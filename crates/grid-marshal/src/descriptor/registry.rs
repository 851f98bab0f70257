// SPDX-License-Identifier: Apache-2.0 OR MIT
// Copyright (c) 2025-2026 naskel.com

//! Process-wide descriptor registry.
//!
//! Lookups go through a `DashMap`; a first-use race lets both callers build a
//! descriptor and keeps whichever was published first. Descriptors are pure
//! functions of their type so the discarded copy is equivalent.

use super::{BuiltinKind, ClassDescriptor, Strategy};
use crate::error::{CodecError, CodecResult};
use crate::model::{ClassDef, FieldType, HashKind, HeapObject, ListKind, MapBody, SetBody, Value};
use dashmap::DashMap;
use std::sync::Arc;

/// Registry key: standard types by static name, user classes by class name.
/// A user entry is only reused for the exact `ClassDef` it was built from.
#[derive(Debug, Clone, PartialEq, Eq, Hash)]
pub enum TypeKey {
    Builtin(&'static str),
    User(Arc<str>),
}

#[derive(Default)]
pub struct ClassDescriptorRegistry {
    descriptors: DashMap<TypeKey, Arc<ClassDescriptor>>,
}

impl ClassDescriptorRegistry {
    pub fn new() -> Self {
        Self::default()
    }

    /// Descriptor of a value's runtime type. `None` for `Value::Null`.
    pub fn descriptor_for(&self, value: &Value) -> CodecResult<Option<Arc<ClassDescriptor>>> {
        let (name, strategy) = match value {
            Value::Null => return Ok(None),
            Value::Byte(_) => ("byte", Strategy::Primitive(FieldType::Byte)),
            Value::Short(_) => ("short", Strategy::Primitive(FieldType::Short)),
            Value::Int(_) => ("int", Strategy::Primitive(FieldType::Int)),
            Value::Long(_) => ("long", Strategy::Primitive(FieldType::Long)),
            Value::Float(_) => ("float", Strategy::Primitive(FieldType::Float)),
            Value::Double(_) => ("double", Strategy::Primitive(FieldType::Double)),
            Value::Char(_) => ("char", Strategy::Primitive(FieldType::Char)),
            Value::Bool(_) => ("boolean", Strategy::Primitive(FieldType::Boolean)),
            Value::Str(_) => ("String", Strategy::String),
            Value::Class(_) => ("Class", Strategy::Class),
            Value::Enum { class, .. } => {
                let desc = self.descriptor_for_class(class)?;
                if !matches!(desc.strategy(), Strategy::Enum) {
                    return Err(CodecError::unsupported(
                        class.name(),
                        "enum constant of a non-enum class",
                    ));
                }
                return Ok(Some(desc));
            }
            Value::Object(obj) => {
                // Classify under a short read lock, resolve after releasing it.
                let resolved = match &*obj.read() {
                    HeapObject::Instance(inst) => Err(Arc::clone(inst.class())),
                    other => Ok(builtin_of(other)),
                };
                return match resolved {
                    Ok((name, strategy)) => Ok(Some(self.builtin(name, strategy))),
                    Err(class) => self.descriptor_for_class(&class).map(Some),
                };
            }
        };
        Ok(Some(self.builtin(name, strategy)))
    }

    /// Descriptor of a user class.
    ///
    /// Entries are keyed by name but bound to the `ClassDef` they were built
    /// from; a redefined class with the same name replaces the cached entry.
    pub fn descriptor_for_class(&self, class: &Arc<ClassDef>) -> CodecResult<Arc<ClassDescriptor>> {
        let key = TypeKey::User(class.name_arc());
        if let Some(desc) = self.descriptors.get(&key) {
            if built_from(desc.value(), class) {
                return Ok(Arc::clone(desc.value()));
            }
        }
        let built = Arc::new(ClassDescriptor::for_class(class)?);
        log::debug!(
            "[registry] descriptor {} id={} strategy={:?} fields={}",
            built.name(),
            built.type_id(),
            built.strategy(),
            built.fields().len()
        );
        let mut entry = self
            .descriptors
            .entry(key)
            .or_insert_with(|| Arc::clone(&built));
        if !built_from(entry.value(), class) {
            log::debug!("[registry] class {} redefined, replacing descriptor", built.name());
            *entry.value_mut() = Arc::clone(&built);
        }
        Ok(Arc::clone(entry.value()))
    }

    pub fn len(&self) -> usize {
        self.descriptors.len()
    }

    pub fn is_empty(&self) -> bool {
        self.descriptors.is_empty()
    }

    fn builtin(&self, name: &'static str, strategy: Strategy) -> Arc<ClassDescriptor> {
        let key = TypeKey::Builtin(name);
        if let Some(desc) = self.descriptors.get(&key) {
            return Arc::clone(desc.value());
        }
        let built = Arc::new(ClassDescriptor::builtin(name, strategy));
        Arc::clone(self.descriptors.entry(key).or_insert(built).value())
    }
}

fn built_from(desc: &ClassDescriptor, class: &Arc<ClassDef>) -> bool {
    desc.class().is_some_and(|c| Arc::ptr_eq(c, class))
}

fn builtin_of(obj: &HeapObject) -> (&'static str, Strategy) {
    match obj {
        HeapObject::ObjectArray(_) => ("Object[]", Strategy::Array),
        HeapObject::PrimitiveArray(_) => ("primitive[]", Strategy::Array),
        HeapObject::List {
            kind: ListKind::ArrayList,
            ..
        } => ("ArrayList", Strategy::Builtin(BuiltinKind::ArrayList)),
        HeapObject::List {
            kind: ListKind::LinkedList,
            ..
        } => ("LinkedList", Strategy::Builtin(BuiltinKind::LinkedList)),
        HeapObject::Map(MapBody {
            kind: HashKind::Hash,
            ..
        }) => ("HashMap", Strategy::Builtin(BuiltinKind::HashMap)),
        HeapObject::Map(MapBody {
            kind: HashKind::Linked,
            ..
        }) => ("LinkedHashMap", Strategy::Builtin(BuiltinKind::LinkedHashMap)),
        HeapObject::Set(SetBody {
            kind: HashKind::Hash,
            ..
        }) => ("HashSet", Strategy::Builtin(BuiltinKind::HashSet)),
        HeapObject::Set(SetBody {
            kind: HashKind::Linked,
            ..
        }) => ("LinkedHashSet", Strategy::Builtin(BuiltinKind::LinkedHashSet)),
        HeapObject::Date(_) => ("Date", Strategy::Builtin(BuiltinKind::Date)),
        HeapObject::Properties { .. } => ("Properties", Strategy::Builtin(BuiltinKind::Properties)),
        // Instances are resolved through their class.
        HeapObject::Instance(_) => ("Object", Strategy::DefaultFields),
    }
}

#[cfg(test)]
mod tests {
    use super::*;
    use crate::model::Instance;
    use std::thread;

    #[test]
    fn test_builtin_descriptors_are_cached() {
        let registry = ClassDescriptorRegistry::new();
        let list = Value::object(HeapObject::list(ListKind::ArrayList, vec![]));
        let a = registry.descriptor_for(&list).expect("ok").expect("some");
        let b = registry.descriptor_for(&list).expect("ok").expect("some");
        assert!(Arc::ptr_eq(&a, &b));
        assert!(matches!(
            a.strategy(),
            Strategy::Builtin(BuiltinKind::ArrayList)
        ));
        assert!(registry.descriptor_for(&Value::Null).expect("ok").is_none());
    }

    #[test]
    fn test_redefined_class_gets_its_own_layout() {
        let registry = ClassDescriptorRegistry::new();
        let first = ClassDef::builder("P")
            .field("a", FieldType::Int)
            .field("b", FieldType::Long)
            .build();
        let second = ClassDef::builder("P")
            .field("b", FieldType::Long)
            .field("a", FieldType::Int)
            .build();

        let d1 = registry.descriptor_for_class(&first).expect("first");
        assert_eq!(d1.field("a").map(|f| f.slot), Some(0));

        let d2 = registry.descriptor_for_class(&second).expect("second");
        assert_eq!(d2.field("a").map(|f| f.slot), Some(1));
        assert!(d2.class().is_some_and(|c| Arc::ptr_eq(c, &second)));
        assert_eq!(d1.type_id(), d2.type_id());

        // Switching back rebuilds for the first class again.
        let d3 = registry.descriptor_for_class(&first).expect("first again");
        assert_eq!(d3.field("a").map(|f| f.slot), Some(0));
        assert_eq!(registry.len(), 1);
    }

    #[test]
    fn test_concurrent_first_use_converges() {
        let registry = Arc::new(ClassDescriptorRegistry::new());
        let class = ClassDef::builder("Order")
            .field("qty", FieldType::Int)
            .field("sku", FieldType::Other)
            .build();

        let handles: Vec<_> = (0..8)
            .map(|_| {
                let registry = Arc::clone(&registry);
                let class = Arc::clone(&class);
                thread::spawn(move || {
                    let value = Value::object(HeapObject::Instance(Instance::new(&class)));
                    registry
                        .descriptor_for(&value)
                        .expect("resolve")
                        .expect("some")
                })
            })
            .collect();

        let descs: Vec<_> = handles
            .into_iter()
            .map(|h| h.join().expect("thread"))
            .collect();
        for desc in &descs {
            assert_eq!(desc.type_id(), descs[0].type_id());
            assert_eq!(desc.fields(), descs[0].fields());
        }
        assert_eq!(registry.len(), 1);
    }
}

### [TASK REQUIREMENTS]
Only the lines above from the line containing "Value::Null => return" through the line containing "let resolved = match" should be retyped, exactly and with both ends included.

### [TASK OUTPUT]
            Value::Null => return Ok(None),
            Value::Byte(_) => ("byte", Strategy::Primitive(FieldType::Byte)),
            Value::Short(_) => ("short", Strategy::Primitive(FieldType::Short)),
            Value::Int(_) => ("int", Strategy::Primitive(FieldType::Int)),
            Value::Long(_) => ("long", Strategy::Primitive(FieldType::Long)),
            Value::Float(_) => ("float", Strategy::Primitive(FieldType::Float)),
            Value::Double(_) => ("double", Strategy::Primitive(FieldType::Double)),
            Value::Char(_) => ("char", Strategy::Primitive(FieldType::Char)),
            Value::Bool(_) => ("boolean", Strategy::Primitive(FieldType::Boolean)),
            Value::Str(_) => ("String", Strategy::String),
            Value::Class(_) => ("Class", Strategy::Class),
            Value::Enum { class, .. } => {
                let desc = self.descriptor_for_class(class)?;
                if !matches!(desc.strategy(), Strategy::Enum) {
                    return Err(CodecError::unsupported(
                        class.name(),
                        "enum constant of a non-enum class",
                    ));
                }
                return Ok(Some(desc));
            }
            Value::Object(obj) => {
                // Classify under a short read lock, resolve after releasing it.
                let resolved = match &*obj.read() {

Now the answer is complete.